Brief → Emit an exact copy of the lines running from the start of the records to the line containing "short codes, and", both included.

Data for processing →
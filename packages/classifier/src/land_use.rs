//! Keyword classification of future land use designations.
//!
//! Comprehensive plan designations are descriptive phrases ("Low Density
//! Residential", "Commercial Activity Node") rather than short codes, and
//! most jurisdictions never publish a rule table for them. Keyword matching
//! is case-insensitive. Returns [`ZoneCategory::Other`] when nothing matches.

use zone_map_zoning_models::ZoneCategory;

/// Maps a free-text land use designation to a canonical category.
#[must_use]
pub fn classify_by_keyword(designation: &str) -> ZoneCategory {
    let lower = designation.to_lowercase();

    // ── Mixed use first: "mixed use residential" is not plain residential
    if contains_any(
        &lower,
        &["mixed use", "mixed-use", "town center", "village center", "activity center"],
    ) {
        return ZoneCategory::MixedUse;
    }

    if contains_any(
        &lower,
        &[
            "industrial",
            "manufactur",
            "warehouse",
            "distribution",
            "employment center",
        ],
    ) {
        return ZoneCategory::Industrial;
    }

    if contains_any(
        &lower,
        &["commercial", "retail", "office", "business", "activity node"],
    ) {
        return ZoneCategory::Commercial;
    }

    if contains_any(
        &lower,
        &[
            "institutional",
            "university",
            "school",
            "civic",
            "public",
            "government",
            "hospital",
        ],
    ) {
        return ZoneCategory::Institutional;
    }

    if contains_any(
        &lower,
        &["residential", "single family", "multi-family", "multifamily", "housing"],
    ) {
        return ZoneCategory::Residential;
    }

    ZoneCategory::Other
}

fn contains_any(haystack: &str, needles: &[&str]) -> bool {
    needles.iter().any(|n| haystack.contains(n))
}
#![cfg_attr(feature = "fail-on-warnings", deny(warnings))]
#![warn(clippy::all, clippy::pedantic, clippy::nursery, clippy::cargo)]
#![allow(clippy::multiple_crate_versions, clippy::cargo_common_metadata)]

//! Canonical zoning categories, parcel records, and neighborhood analysis
//! types.
//!
//! Every jurisdiction names its zoning districts differently. The types in
//! this crate are the shared vocabulary that all jurisdiction-specific data
//! is normalized into before analysis, and the serializable result handed
//! to display and text-generation layers.

use std::collections::{BTreeMap, BTreeSet};

use serde::{Deserialize, Serialize};
use strum_macros::{AsRefStr, Display, EnumString};

/// Canonical zoning category that raw jurisdiction codes are mapped into.
#[derive(
    Debug,
    Clone,
    Copy,
    PartialEq,
    Eq,
    PartialOrd,
    Ord,
    Hash,
    Serialize,
    Deserialize,
    Display,
    EnumString,
    AsRefStr,
)]
#[serde(rename_all = "snake_case")]
#[strum(serialize_all = "snake_case")]
pub enum ZoneCategory {
    /// Single-family, multi-family, and manufactured housing districts
    Residential,
    /// Retail, office, and general business districts
    Commercial,
    /// Light and heavy industrial, warehousing, manufacturing
    Industrial,
    /// Districts permitting both residential and commercial uses
    MixedUse,
    /// Schools, government, hospitals, universities
    Institutional,
    /// Agricultural, open space, or codes that could not be classified
    Other,
}

impl ZoneCategory {
    /// Returns all variants of this enum.
    #[must_use]
    pub const fn all() -> &'static [Self] {
        &[
            Self::Residential,
            Self::Commercial,
            Self::Industrial,
            Self::MixedUse,
            Self::Institutional,
            Self::Other,
        ]
    }

    /// Human-readable label used in concern text.
    #[must_use]
    pub const fn label(self) -> &'static str {
        match self {
            Self::Residential => "residential",
            Self::Commercial => "commercial",
            Self::Industrial => "industrial",
            Self::MixedUse => "mixed-use",
            Self::Institutional => "institutional",
            Self::Other => "other",
        }
    }
}

/// A WGS84 coordinate.
#[derive(Debug, Clone, Copy, PartialEq, Serialize, Deserialize)]
pub struct GeoPoint {
    /// Longitude in decimal degrees.
    pub longitude: f64,
    /// Latitude in decimal degrees.
    pub latitude: f64,
}

impl GeoPoint {
    /// Creates a point from longitude/latitude (x/y order).
    #[must_use]
    pub const fn new(longitude: f64, latitude: f64) -> Self {
        Self {
            longitude,
            latitude,
        }
    }

    /// Returns `true` if both coordinates are finite and within WGS84
    /// bounds.
    #[must_use]
    pub fn is_valid(&self) -> bool {
        self.longitude.is_finite()
            && self.latitude.is_finite()
            && (-180.0..=180.0).contains(&self.longitude)
            && (-90.0..=90.0).contains(&self.latitude)
    }
}

/// A parcel's zoning attributes, normalized from a jurisdiction-specific
/// schema.
///
/// Identity is [`parcel_id`](Self::parcel_id): two records with the same id
/// describe the same parcel regardless of which query returned them.
#[derive(Debug, Clone, PartialEq, Serialize, Deserialize)]
#[serde(rename_all = "camelCase")]
pub struct ParcelZoningRecord {
    /// Jurisdiction parcel identifier (PIN, APN, etc.).
    pub parcel_id: String,
    /// Zoning code exactly as the jurisdiction publishes it (trimmed).
    pub raw_zone_code: String,
    /// Descriptive name of the zoning district, if published.
    pub zone_description: Option<String>,
    /// Future land use / comprehensive plan designation, if published.
    pub future_land_use: Option<String>,
    /// Parcel area in acres.
    pub area_acres: Option<f64>,
    /// Whether more than one zoning district applies to the parcel.
    pub split_zoned: bool,
    /// Whether the future land use designation was recently amended.
    pub future_changed: bool,
    /// Representative location (centroid or query point).
    pub location: GeoPoint,
}

/// A parcel record together with its canonical category.
#[derive(Debug, Clone, PartialEq, Serialize, Deserialize)]
#[serde(rename_all = "camelCase")]
pub struct ClassifiedParcel {
    /// The normalized parcel record.
    #[serde(flatten)]
    pub record: ParcelZoningRecord,
    /// Canonical category of [`ParcelZoningRecord::raw_zone_code`].
    pub category: ZoneCategory,
}

/// Outcome of the current-parcel lookup.
#[derive(Debug, Clone, Copy, PartialEq, Eq, Serialize, Deserialize)]
#[serde(rename_all = "snake_case")]
pub enum SubjectStatus {
    /// A parcel contains the point.
    Found,
    /// The point is valid but no parcel contains it (road, water).
    NotFound,
    /// The data source failed or timed out.
    Unavailable,
}

/// Nearby parcels, or an explicit marker that they could not be fetched.
///
/// `Unavailable` must never be collapsed into an empty list: an empty list
/// means "no parcels within the radius", which is a different fact.
#[derive(Debug, Clone, PartialEq, Serialize, Deserialize)]
#[serde(tag = "status", rename_all = "snake_case")]
pub enum NearbyParcels {
    /// The fetch succeeded (possibly with zero parcels).
    Available {
        /// Nearby parcels, sorted by parcel id, never including the subject.
        parcels: Vec<ClassifiedParcel>,
    },
    /// The fetch failed or timed out.
    Unavailable {
        /// Why the data is missing.
        reason: String,
    },
}

impl NearbyParcels {
    /// Returns the parcels if the fetch succeeded.
    #[must_use]
    pub fn parcels(&self) -> Option<&[ClassifiedParcel]> {
        match self {
            Self::Available { parcels } => Some(parcels),
            Self::Unavailable { .. } => None,
        }
    }

    /// Returns `true` if the nearby fetch failed.
    #[must_use]
    pub const fn is_unavailable(&self) -> bool {
        matches!(self, Self::Unavailable { .. })
    }
}

/// Boolean neighborhood summaries derived from nearby parcel categories.
#[derive(Debug, Clone, Copy, Default, PartialEq, Eq, Serialize, Deserialize)]
#[serde(rename_all = "camelCase")]
pub struct PatternFlags {
    /// At least one nearby parcel, and all of them residential.
    pub residential_only: bool,
    /// At least one nearby mixed-use parcel.
    pub mixed_use_nearby: bool,
    /// At least one nearby commercial or mixed-use parcel.
    pub commercial_nearby: bool,
    /// At least one nearby industrial parcel.
    pub industrial_nearby: bool,
}

/// Complete neighborhood zoning analysis for one point.
///
/// Plain data: suitable for direct JSON serialization, display formatting,
/// or use as structured prompt input.
#[derive(Debug, Clone, PartialEq, Serialize, Deserialize)]
#[serde(rename_all = "camelCase")]
pub struct NeighborhoodAnalysis {
    /// Jurisdiction whose data and rules were used.
    pub jurisdiction_id: String,
    /// Human-readable jurisdiction name.
    pub jurisdiction_name: String,
    /// Set when the point fell inside a town whose boundary is only a
    /// placeholder, so the county was used instead.
    pub unverified: bool,
    /// The analyzed point.
    pub point: GeoPoint,
    /// Search radius used for nearby parcels.
    pub radius_meters: f64,
    /// Outcome of the current-parcel lookup.
    pub subject_status: SubjectStatus,
    /// The parcel containing the point, if found.
    pub subject_parcel: Option<ClassifiedParcel>,
    /// Parcels within the radius, excluding the subject.
    pub nearby_parcels: NearbyParcels,
    /// Distinct raw zone codes among nearby parcels.
    pub unique_zone_codes: BTreeSet<String>,
    /// Nearby parcel count per raw zone code.
    pub zone_code_counts: BTreeMap<String, usize>,
    /// Nearby parcel count per canonical category.
    pub category_counts: BTreeMap<ZoneCategory, usize>,
    /// `|unique_zone_codes| / max(1, |nearby|)`, always in `[0, 1]`.
    pub diversity_score: f64,
    /// Neighborhood pattern flags.
    pub pattern_flags: PatternFlags,
    /// Rule-derived compatibility concerns.
    pub concerns: Vec<String>,
}

impl NeighborhoodAnalysis {
    /// Returns `true` if any part of the analysis is missing because a data
    /// source failed. Callers must show a visible indicator in that case.
    #[must_use]
    pub const fn is_partial(&self) -> bool {
        self.nearby_parcels.is_unavailable()
            || matches!(self.subject_status, SubjectStatus::Unavailable)
    }
}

Task result →
filename packages/classifier/src/land_use.rs
//! Keyword classification of future land use designations.
//!
//! Comprehensive plan designations are descriptive phrases ("Low Density
//! Residential", "Commercial Activity Node") rather than short codes, and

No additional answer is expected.